The research was guided by the consolidated Criteria for reporting qualitative research (COREQ) [25].
Results
Coherence
How do participants understand and make sense of the new work methods?
Nurses and home care leaders reported a lack of experience working with pharmacists and were mostly unfamiliar with the pharmacists’ skill set. Despite this limited interaction and knowledge, most informants envisioned pharmacists as having distinct and advanced expertise in medication management, potentially exceeding that of nurses and physicians. When asked to elaborate on this statement, one of the leaders found it difficult to point to any specific skills:
“I don’t know how to explain it. It is too advanced; it is beyond my abilities to address this.” (Home care leader).

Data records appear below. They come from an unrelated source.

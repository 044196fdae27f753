//! Directory existence, writability, and placement checks.

use std::fs::{self, Metadata};
use std::io;
use std::path::{Path, PathBuf};

use crate::error::{Error, Result};
use crate::path::PathRelationship;
use crate::precondition::{Check, CheckContext, Verdict};

/// Which of the two directories a check looks at.
#[derive(Debug, Clone, Copy, PartialEq, Eq, Hash)]
pub enum DirRole {
    /// The live codebase.
    Active,
    /// The working copy.
    Staging,
}

impl DirRole {
    /// The directory's absolute path in `ctx`.
    #[must_use]
    pub fn path(self, ctx: &CheckContext<'_>) -> PathBuf {
        match self {
            Self::Active => ctx.active_dir(),
            Self::Staging => ctx.staging_dir(),
        }
    }

    /// Lower-case label used in messages.
    #[must_use]
    pub const fn label(self) -> &'static str {
        match self {
            Self::Active => "active",
            Self::Staging => "staging",
        }
    }
}

enum DirState {
    Missing,
    NotADirectory,
    Directory(Metadata),
}

fn dir_state(path: &Path) -> Result<DirState> {
    match fs::metadata(path) {
        Ok(meta) if meta.is_dir() => Ok(DirState::Directory(meta)),
        Ok(_) => Ok(DirState::NotADirectory),
        Err(e) if e.kind() == io::ErrorKind::NotFound => Ok(DirState::Missing),
        Err(e) => Err(Error::io(path, e)),
    }
}

/// The active or staging directory exists and is a directory.
#[derive(Debug, Clone, Copy)]
pub struct DirExists {
    role: DirRole,
}

impl DirExists {
    /// Check the active directory (`ActiveDirExists`).
    #[must_use]
    pub const fn active() -> Self {
        Self {
            role: DirRole::Active,
        }
    }

    /// Check the staging directory (`StagingDirExists`).
    #[must_use]
    pub const fn staging() -> Self {
        Self {
            role: DirRole::Staging,
        }
    }
}

impl Check for DirExists {
    fn name(&self) -> &str {
        match self.role {
            DirRole::Active => "ActiveDirExists",
            DirRole::Staging => "StagingDirExists",
        }
    }

    fn description(&self) -> &str {
        match self.role {
            DirRole::Active => "The active directory must exist.",
            DirRole::Staging => "The staging directory must exist.",
        }
    }

    fn fulfilled_message(&self) -> &str {
        match self.role {
            DirRole::Active => "The active directory exists.",
            DirRole::Staging => "The staging directory exists.",
        }
    }

    fn evaluate(&self, ctx: &CheckContext<'_>) -> Result<Verdict> {
        let path = self.role.path(ctx);
        Ok(match dir_state(&path)? {
            DirState::Directory(_) => Verdict::Fulfilled,
            DirState::Missing => Verdict::Unfulfilled(format!(
                "The {} directory does not exist: {}",
                self.role.label(),
                path.display()
            )),
            DirState::NotADirectory => Verdict::Unfulfilled(format!(
                "The {} directory is not a directory: {}",
                self.role.label(),
                path.display()
            )),
        })
    }
}

/// The active or staging directory is writable.
///
/// Decided from the directory's permission bits; nothing is written.
#[derive(Debug, Clone, Copy)]
pub struct DirIsWritable {
    role: DirRole,
}

impl DirIsWritable {
    /// Check the active directory (`ActiveDirIsWritable`).
    #[must_use]
    pub const fn active() -> Self {
        Self {
            role: DirRole::Active,
        }
    }

    /// Check the staging directory (`StagingDirIsWritable`).
    #[must_use]
    pub const fn staging() -> Self {
        Self {
            role: DirRole::Staging,
        }
    }
}

impl Check for DirIsWritable {
    fn name(&self) -> &str {
        match self.role {
            DirRole::Active => "ActiveDirIsWritable",
            DirRole::Staging => "StagingDirIsWritable",
        }
    }

    fn description(&self) -> &str {
        match self.role {
            DirRole::Active => "The active directory must be writable.",
            DirRole::Staging => "The staging directory must be writable.",
        }
    }

    fn fulfilled_message(&self) -> &str {
        match self.role {
            DirRole::Active => "The active directory is writable.",
            DirRole::Staging => "The staging directory is writable.",
        }
    }

    fn evaluate(&self, ctx: &CheckContext<'_>) -> Result<Verdict> {
        let path = self.role.path(ctx);
        Ok(match dir_state(&path)? {
            DirState::Directory(meta) if !meta.permissions().readonly() => Verdict::Fulfilled,
            DirState::Directory(_) => Verdict::Unfulfilled(format!(
                "The {} directory is not writable: {}",
                self.role.label(),
                path.display()
            )),
            DirState::Missing | DirState::NotADirectory => Verdict::Unfulfilled(format!(
                "The {} directory cannot be written because it does not exist: {}",
                self.role.label(),
                path.display()
            )),
        })
    }
}

/// Nothing exists yet at the staging directory path.
#[derive(Debug, Clone, Copy, Default)]
pub struct StagingDirDoesNotExist;

impl Check for StagingDirDoesNotExist {
    fn name(&self) -> &str {
        "StagingDirDoesNotExist"
    }

    fn description(&self) -> &str {
        "The staging directory must not already exist."
    }

    fn fulfilled_message(&self) -> &str {
        "The staging directory does not already exist."
    }

    fn evaluate(&self, ctx: &CheckContext<'_>) -> Result<Verdict> {
        let path = ctx.staging_dir();
        match fs::symlink_metadata(&path) {
            Ok(_) => Ok(Verdict::Unfulfilled(format!(
                "The staging directory already exists: {}",
                path.display()
            ))),
            Err(e) if e.kind() == io::ErrorKind::NotFound => Ok(Verdict::Fulfilled),
            Err(e) => Err(Error::io(&path, e)),
        }
    }
}

/// The two directories resolve to different absolute paths.
#[derive(Debug, Clone, Copy, Default)]
pub struct ActiveAndStagingDirsAreDifferent;

impl Check for ActiveAndStagingDirsAreDifferent {
    fn name(&self) -> &str {
        "ActiveAndStagingDirsAreDifferent"
    }

    fn description(&self) -> &str {
        "The active and staging directories must be different."
    }

    fn fulfilled_message(&self) -> &str {
        "The active and staging directories are different."
    }

    fn evaluate(&self, ctx: &CheckContext<'_>) -> Result<Verdict> {
        let active = ctx.active.absolute();
        if active == ctx.staging.absolute() {
            return Ok(Verdict::Unfulfilled(format!(
                "The active and staging directories are the same: {active}"
            )));
        }
        Ok(Verdict::Fulfilled)
    }
}

/// The staging directory is not inside the active directory unless it is
/// excluded, and the active directory is never inside the staging directory.
///
/// A staging directory inside the active directory would otherwise be
/// copied into itself on begin and deleted from the active directory on
/// commit. An active directory inside the staging directory would be
/// removed by clean, so no exclusion makes that layout acceptable.
#[derive(Debug, Clone, Copy, Default)]
pub struct StagingDirIsNotNested;

impl Check for StagingDirIsNotNested {
    fn name(&self) -> &str {
        "StagingDirIsNotNested"
    }

    fn description(&self) -> &str {
        "The staging directory may be inside the active directory only if it is excluded, and the active directory may never be inside the staging directory."
    }

    fn fulfilled_message(&self) -> &str {
        "The active and staging directories are not nested in each other."
    }

    fn evaluate(&self, ctx: &CheckContext<'_>) -> Result<Verdict> {
        let active = ctx.active_dir();
        let staging = ctx.staging_dir();

        match PathRelationship::between(&active, &staging) {
            PathRelationship::Ancestor => {
                let relative = PathRelationship::relative_to(&staging, &active).unwrap_or_default();
                if ctx.exclusions().excludes(&relative) {
                    return Ok(Verdict::Fulfilled);
                }
                Ok(Verdict::Unfulfilled(format!(
                    "The staging directory is inside the active directory and is not excluded: {}",
                    staging.display()
                )))
            }
            PathRelationship::Descendant => Ok(Verdict::Unfulfilled(format!(
                "The active directory is inside the staging directory: {}",
                active.display()
            ))),
            PathRelationship::Same | PathRelationship::Unrelated => Ok(Verdict::Fulfilled),
        }
    }
}

#[cfg(test)]
mod tests {
    use super::*;
    use crate::path::{PathSet, StagePath};
    use tempfile::TempDir;

    fn sp(path: &Path) -> StagePath {
        StagePath::new(path.to_string_lossy()).unwrap()
    }

    #[test]
    fn test_dir_exists() {
        let dir = TempDir::new().unwrap();
        let active = sp(dir.path());
        let staging = sp(&dir.path().join("staging"));
        let ctx = CheckContext::new(&active, &staging);

        assert_eq!(DirExists::active().evaluate(&ctx).unwrap(), Verdict::Fulfilled);
        let verdict = DirExists::staging().evaluate(&ctx).unwrap();
        assert!(matches!(verdict, Verdict::Unfulfilled(ref m) if m.contains("does not exist")));
    }

    #[test]
    fn test_dir_exists_rejects_file() {
        let dir = TempDir::new().unwrap();
        let file = dir.path().join("file");
        fs::write(&file, "x").unwrap();
        let active = sp(&file);
        let staging = sp(dir.path());
        let ctx = CheckContext::new(&active, &staging);
        assert!(!DirExists::active().evaluate(&ctx).unwrap().is_fulfilled());
    }

    #[test]
    fn test_names_follow_role() {
        assert_eq!(DirExists::active().name(), "ActiveDirExists");
        assert_eq!(DirExists::staging().name(), "StagingDirExists");
        assert_eq!(DirIsWritable::active().name(), "ActiveDirIsWritable");
        assert_eq!(DirIsWritable::staging().name(), "StagingDirIsWritable");
    }

    #[test]
    fn test_writable() {
        let dir = TempDir::new().unwrap();
        let active = sp(dir.path());
        let staging = sp(&dir.path().join("missing"));
        let ctx = CheckContext::new(&active, &staging);
        assert!(DirIsWritable::active().evaluate(&ctx).unwrap().is_fulfilled());
        assert!(!DirIsWritable::staging().evaluate(&ctx).unwrap().is_fulfilled());
    }

    #[test]
    fn test_read_only_directory_is_not_writable() {
        let dir = TempDir::new().unwrap();
        let locked = dir.path().join("locked");
        fs::create_dir(&locked).unwrap();
        let mut perms = fs::metadata(&locked).unwrap().permissions();
        perms.set_readonly(true);
        fs::set_permissions(&locked, perms.clone()).unwrap();

        let active = sp(&locked);
        let staging = sp(dir.path());
        let ctx = CheckContext::new(&active, &staging);
        let verdict = DirIsWritable::active().evaluate(&ctx).unwrap();

        #[allow(clippy::permissions_set_readonly_false)]
        perms.set_readonly(false);
        fs::set_permissions(&locked, perms).unwrap();

        assert!(matches!(verdict, Verdict::Unfulfilled(ref m) if m.contains("not writable")));
    }

    #[test]
    fn test_staging_does_not_exist() {
        let dir = TempDir::new().unwrap();
        let active = sp(dir.path());
        let missing = sp(&dir.path().join("staging"));
        let ctx = CheckContext::new(&active, &missing);
        assert!(StagingDirDoesNotExist.evaluate(&ctx).unwrap().is_fulfilled());

        fs::create_dir(dir.path().join("staging")).unwrap();
        let verdict = StagingDirDoesNotExist.evaluate(&ctx).unwrap();
        assert!(matches!(verdict, Verdict::Unfulfilled(ref m) if m.contains("already exists")));
    }

    #[test]
    fn test_different_dirs_uses_resolved_paths() {
        let active = StagePath::with_base("/srv/app/", "/");
        let same = StagePath::with_base("app/./", "/srv");
        let other = StagePath::with_base("/srv/staging", "/");

        let ctx = CheckContext::new(&active, &same);
        assert!(!ActiveAndStagingDirsAreDifferent.evaluate(&ctx).unwrap().is_fulfilled());

        let ctx = CheckContext::new(&active, &other);
        assert!(ActiveAndStagingDirsAreDifferent.evaluate(&ctx).unwrap().is_fulfilled());
    }

    #[test]
    fn test_nested_staging_requires_exclusion() {
        let active = StagePath::with_base("/srv/app", "/");
        let staging = StagePath::with_base("/srv/app/.stage", "/");
        let ctx = CheckContext::new(&active, &staging);
        let verdict = StagingDirIsNotNested.evaluate(&ctx).unwrap();
        assert!(matches!(verdict, Verdict::Unfulfilled(ref m) if m.contains("inside the active")));

        let exclusions = PathSet::new([".stage"]);
        let ctx = ctx.with_exclusions(&exclusions);
        assert!(StagingDirIsNotNested.evaluate(&ctx).unwrap().is_fulfilled());
    }

    #[test]
    fn test_active_nested_in_staging() {
        let active = StagePath::with_base("/tmp/stage/app", "/");
        let staging = StagePath::with_base("/tmp/stage", "/");
        let ctx = CheckContext::new(&active, &staging);
        let verdict = StagingDirIsNotNested.evaluate(&ctx).unwrap();
        assert!(matches!(verdict, Verdict::Unfulfilled(ref m) if m.contains("inside the staging")));

        let exclusions = PathSet::new(["app"]);
        let ctx = ctx.with_exclusions(&exclusions);
        assert!(!StagingDirIsNotNested.evaluate(&ctx).unwrap().is_fulfilled());
    }

    #[test]
    fn test_siblings_are_not_nested() {
        let active = StagePath::with_base("/srv/app", "/");
        let staging = StagePath::with_base("/srv/app-staging", "/");
        let ctx = CheckContext::new(&active, &staging);
        assert!(StagingDirIsNotNested.evaluate(&ctx).unwrap().is_fulfilled());
    }
}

The participants in this study had different views on medication challenges within the home care setting. Home care leaders and registered nurses expected pharmacists to take on tasks usually performed by nursing staff, such as ‘double checking’ dispensed tablets, believing it would allow more time for nursing. This expectation was consistently highlighted by every non-pharmacist interviewee. In contrast, pharmacists showed a preference for patient-focused activities such as medication reviews and reconciling medication lists. While pharmacists were open to new roles, they were reluctant to engage in work they considered more appropriate for other health professions. They also had concerns about the expected volume of non-clinical work. Reflecting on these incompatible expectations, one pharmacist reported having difficulties balancing being helpful with doing meaningful work:
“It has been a challenge. There are just so many medication-related issues, and I find it difficult to figure out where to engage, and what to prioritize.” (Pharmacist).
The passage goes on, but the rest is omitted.